◆ SOURCE DATA:
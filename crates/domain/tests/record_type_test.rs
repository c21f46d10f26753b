use quarry_dns_domain::RecordType;
use std::str::FromStr;

#[test]
fn test_known_codes_map_both_ways() {
    let cases = [
        (1, RecordType::A),
        (2, RecordType::NS),
        (5, RecordType::CNAME),
        (12, RecordType::PTR),
        (15, RecordType::MX),
        (16, RecordType::TXT),
        (28, RecordType::AAAA),
        (33, RecordType::SRV),
        (41, RecordType::OPT),
        (65, RecordType::HTTPS),
        (255, RecordType::ANY),
        (257, RecordType::CAA),
    ];

    for (code, record_type) in cases {
        assert_eq!(RecordType::from_u16(code), record_type);
        assert_eq!(record_type.to_u16(), code);
        assert!(record_type.is_known());
    }
}

#[test]
fn test_unknown_code_is_kept() {
    let record_type = RecordType::from(65_400);
    assert_eq!(record_type, RecordType::Unknown(65_400));
    assert_eq!(record_type.to_u16(), 65_400);
    assert!(!record_type.is_known());
}

#[test]
fn test_display() {
    assert_eq!(RecordType::AAAA.to_string(), "AAAA");
    assert_eq!(RecordType::Unknown(999).to_string(), "TYPE999");
}

#[test]
fn test_from_str() {
    assert_eq!(RecordType::from_str("mx").unwrap(), RecordType::MX);
    assert_eq!(RecordType::from_str("NSEC3PARAM").unwrap(), RecordType::NSEC3PARAM);
    assert_eq!(RecordType::from_str("TYPE999").unwrap(), RecordType::Unknown(999));
    assert_eq!(RecordType::from_str("type1").unwrap(), RecordType::A);
    assert!(RecordType::from_str("BOGUS").is_err());
    assert!(RecordType::from_str("TYPEx").is_err());
}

◆ WORK INSTRUCTIONS: An exact copy of every entry is what is needed here.

◆ REPLY TO THE EXERCISE:
filename crates/domain/tests/record_type_test.rs
repository c21f46d10f26753b
use quarry_dns_domain::RecordType;
use std::str::FromStr;

#[test]
fn test_known_codes_map_both_ways() {
    let cases = [
        (1, RecordType::A),
        (2, RecordType::NS),
        (5, RecordType::CNAME),
        (12, RecordType::PTR),
        (15, RecordType::MX),
        (16, RecordType::TXT),
        (28, RecordType::AAAA),
        (33, RecordType::SRV),
        (41, RecordType::OPT),
        (65, RecordType::HTTPS),
        (255, RecordType::ANY),
        (257, RecordType::CAA),
    ];

    for (code, record_type) in cases {
        assert_eq!(RecordType::from_u16(code), record_type);
        assert_eq!(record_type.to_u16(), code);
        assert!(record_type.is_known());
    }
}

#[test]
fn test_unknown_code_is_kept() {
    let record_type = RecordType::from(65_400);
    assert_eq!(record_type, RecordType::Unknown(65_400));
    assert_eq!(record_type.to_u16(), 65_400);
    assert!(!record_type.is_known());
}

#[test]
fn test_display() {
    assert_eq!(RecordType::AAAA.to_string(), "AAAA");
    assert_eq!(RecordType::Unknown(999).to_string(), "TYPE999");
}

#[test]
fn test_from_str() {
    assert_eq!(RecordType::from_str("mx").unwrap(), RecordType::MX);
    assert_eq!(RecordType::from_str("NSEC3PARAM").unwrap(), RecordType::NSEC3PARAM);
    assert_eq!(RecordType::from_str("TYPE999").unwrap(), RecordType::Unknown(999));
    assert_eq!(RecordType::from_str("type1").unwrap(), RecordType::A);
    assert!(RecordType::from_str("BOGUS").is_err());
    assert!(RecordType::from_str("TYPEx").is_err());
}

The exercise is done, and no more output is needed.